US productivity fell unexpectedly in the second quarter for the first time since late 2008, the Labor Department said Tuesday, reflecting a slowing economy.
Non-farm productivity declined 0.9 percent in the April-June period, the first fall since the last quarter of 2008, when productivity contracted 0.1 percent, the department said.
“The decline in output per hour follows five quarters of strong productivity growth,” it said in a report.
Most economists had expected labor productivity — based output of workers per hour — to rise 0.1 percent from a upwardly revised 3.9 percent growth in the January-March period.
Labor costs increased 0.2 percent in the second quarter, the first rise in a year.
Markets had expected labor costs to increase 1.4 percent.
“Economic reactions to declines in productivity are not pleasant,” analysts at Briefing.com said in a report. “The data suggest that firms are oversupplied with labor for the amount of output they are creating,” they said. At the very least, they said, employment would hold at its current level without any motivation from firms to hire more workers.

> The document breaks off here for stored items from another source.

// Review text handling — exact-string deduplication and key-term extraction.

pub mod normalize;
pub mod terms;
// Output — terminal presentation and the recommendation export file.

pub mod export;
pub mod terminal;

/// Truncate a string to at most `max_chars` characters, appending "..." if truncated.
///
/// Unlike byte slicing (`&text[..120]`), this respects UTF-8 character boundaries
/// and will never panic on multi-byte characters like emoji or accented letters.
pub fn truncate_chars(text: &str, max_chars: usize) -> String {
    let char_count = text.chars().count();
    if char_count <= max_chars {
        text.to_string()
    } else {
        let truncated: String = text.chars().take(max_chars).collect();
        format!("{truncated}...")
    }
}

Government data last week showed the United States shedding more jobs than expected in July, heightening fears that the world’s largest economy will take years to fully recover from a crippling recession.

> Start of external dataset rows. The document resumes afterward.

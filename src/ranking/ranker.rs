// RecommendationRanker: top-K most similar products for a target title.
//
// Candidates are every row of the target's matrix row, sorted by score
// descending. The sort is stable, so equal scores keep matrix row order.
// Whether the target itself stays in the list is an explicit option; the
// default keeps it, which means the first entry is usually the target with
// score 1.0.

use serde::{Deserialize, Serialize};
use tracing::debug;

use crate::corpus::index::ProductIndex;
use crate::error::{RecommendError, Result};
use crate::similarity::matrix::SimilarityMatrix;

/// Default number of recommendations.
pub const DEFAULT_TOP_K: usize = 5;

/// Upper bound on the number of recommendations, whatever `top_k` says.
pub const MAX_TOP_K: usize = 5;

/// Ranking knobs.
#[derive(Debug, Clone, Copy, PartialEq, Eq, Serialize, Deserialize)]
pub struct RankOptions {
    /// Maximum number of entries returned, capped at `MAX_TOP_K`
    pub top_k: usize,
    /// Keep the target product in its own candidate list
    pub include_self: bool,
}

impl Default for RankOptions {
    fn default() -> Self {
        Self {
            top_k: DEFAULT_TOP_K,
            include_self: true,
        }
    }
}

/// One recommended product.
#[derive(Debug, Clone, PartialEq, Serialize, Deserialize)]
pub struct Recommendation {
    pub title: String,
    pub score: f64,
}

/// Ranked recommendations, highest score first.
#[derive(Debug, Clone, Default, PartialEq, Serialize, Deserialize)]
pub struct RecommendationResult {
    pub entries: Vec<Recommendation>,
}

impl RecommendationResult {
    pub fn len(&self) -> usize {
        self.entries.len()
    }

    pub fn is_empty(&self) -> bool {
        self.entries.is_empty()
    }

    pub fn iter(&self) -> impl Iterator<Item = &Recommendation> {
        self.entries.iter()
    }
}

/// Ranks matrix rows for a target product.
#[derive(Debug, Clone, Copy, Default)]
pub struct RecommendationRanker {
    pub options: RankOptions,
}

impl RecommendationRanker {
    pub fn new(options: RankOptions) -> Self {
        Self { options }
    }

    /// Top-K neighbors of `target_title`.
    ///
    /// Fails with `NotFound` when the title isn't indexed and with
    /// `DegenerateInput` when the matrix has no rows.
    pub fn rank(
        &self,
        target_title: &str,
        matrix: &SimilarityMatrix,
        index: &ProductIndex,
    ) -> Result<RecommendationResult> {
        if matrix.is_empty() {
            return Err(RecommendError::DegenerateInput);
        }

        let target = index
            .position(target_title)
            .ok_or_else(|| RecommendError::NotFound {
                title: target_title.to_string(),
            })?;

        let row = matrix.row(target).ok_or_else(|| RecommendError::NotFound {
            title: target_title.to_string(),
        })?;

        let mut candidates: Vec<(usize, f64)> = row
            .iter()
            .copied()
            .enumerate()
            .filter(|&(i, _)| self.options.include_self || i != target)
            .collect();
        candidates.sort_by(|a, b| b.1.partial_cmp(&a.1).unwrap_or(std::cmp::Ordering::Equal));

        let entries: Vec<Recommendation> = candidates
            .into_iter()
            .take(self.options.top_k.min(MAX_TOP_K))
            .filter_map(|(i, score)| {
                index.title_at(i).map(|title| Recommendation {
                    title: title.to_string(),
                    score,
                })
            })
            .collect();

        debug!(
            target = target_title,
            returned = entries.len(),
            include_self = self.options.include_self,
            "Ranked recommendations"
        );

        Ok(RecommendationResult { entries })
    }
}

#[cfg(test)]
mod tests {
    use super::*;
    use crate::similarity::vectorizer::TermCounts;

    fn setup(rows: Vec<Vec<(usize, u32)>>, titles: &[&str]) -> (SimilarityMatrix, ProductIndex) {
        let rows: Vec<TermCounts> = rows.into_iter().map(|r| r.into_iter().collect()).collect();
        let mut index = ProductIndex::new();
        for t in titles {
            index.insert(t);
        }
        (SimilarityMatrix::from_rows(&rows), index)
    }

    #[test]
    fn test_includes_self_by_default() {
        let (m, idx) = setup(vec![vec![(0, 1)], vec![(0, 1), (1, 1)]], &["A", "B"]);
        let result = RecommendationRanker::default().rank("a", &m, &idx).unwrap();
        assert_eq!(result.entries[0].title, "A");
        assert_eq!(result.entries[0].score, 1.0);
        assert_eq!(result.len(), 2);
    }

    #[test]
    fn test_exclude_self() {
        let (m, idx) = setup(vec![vec![(0, 1)], vec![(0, 1), (1, 1)]], &["A", "B"]);
        let ranker = RecommendationRanker::new(RankOptions {
            top_k: 5,
            include_self: false,
        });
        let result = ranker.rank("A", &m, &idx).unwrap();
        assert_eq!(result.len(), 1);
        assert_eq!(result.entries[0].title, "B");
    }

    #[test]
    fn test_not_found() {
        let (m, idx) = setup(vec![vec![(0, 1)]], &["A"]);
        let err = RecommendationRanker::default().rank("Z", &m, &idx).unwrap_err();
        assert!(matches!(err, RecommendError::NotFound { title } if title == "Z"));
    }

    #[test]
    fn test_empty_matrix_is_degenerate() {
        let err = RecommendationRanker::default()
            .rank("A", &SimilarityMatrix::empty(), &ProductIndex::new())
            .unwrap_err();
        assert!(matches!(err, RecommendError::DegenerateInput));
    }

    #[test]
    fn test_ties_keep_row_order_and_top_k_caps() {
        // Seven products with no terms: every off-diagonal score is 0.0
        let (m, idx) = setup(vec![Vec::new(); 7], &["A", "B", "C", "D", "E", "F", "G"]);
        let result = RecommendationRanker::default().rank("D", &m, &idx).unwrap();
        let titles: Vec<&str> = result.iter().map(|r| r.title.as_str()).collect();
        assert_eq!(titles, vec!["D", "A", "B", "C", "E"]);
    }

    #[test]
    fn test_large_top_k_still_capped_at_five() {
        let (m, idx) = setup(vec![Vec::new(); 7], &["A", "B", "C", "D", "E", "F", "G"]);
        let ranker = RecommendationRanker::new(RankOptions {
            top_k: 50,
            include_self: false,
        });
        let result = ranker.rank("A", &m, &idx).unwrap();
        assert_eq!(result.len(), MAX_TOP_K);
    }
}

Some 131,000 jobs were lost and the unemployment rate remained stuck at 9.5 percent last month, officials said, as federal and local governments slashed jobs.
The private sector was unable to offset a massive government layoff of 143,000 census-takers, with firms creating only a modest 71,000 jobs last month.
Barclays analysts said recent swings in US productivity reflected “the dynamics of the cycle — initially a very strong recovery in output, relative to hours worked, followed by a pickup in hours as output growth eased — rather than any structural shifts. “While compensation and labor cost numbers remain indicative of only a mild recovery in the labor market thus far, unit labor cost growth is likely to pick up further in the coming quarters as continued increases in hours and employment translate into soft productivity growth and rising compensation per hour,” said Barclays analyst Peter Newland.